═══ MATERIAL SUPPLIED ═══
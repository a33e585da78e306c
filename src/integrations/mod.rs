//! External service integrations.

pub mod scoring_client {
    pub use crate::scoring_client::*;
}

pub mod local_model {
    pub use crate::local_model::*;
}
═══
TRY IT -
With no additions or omissions, transcribe every record.

RESPONSE -
repository a33e585da78e306c
filename src/integrations/mod.rs
//! External service integrations.

pub mod scoring_client {
    pub use crate::scoring_client::*;
}

pub mod local_model {
    pub use crate::local_model::*;
}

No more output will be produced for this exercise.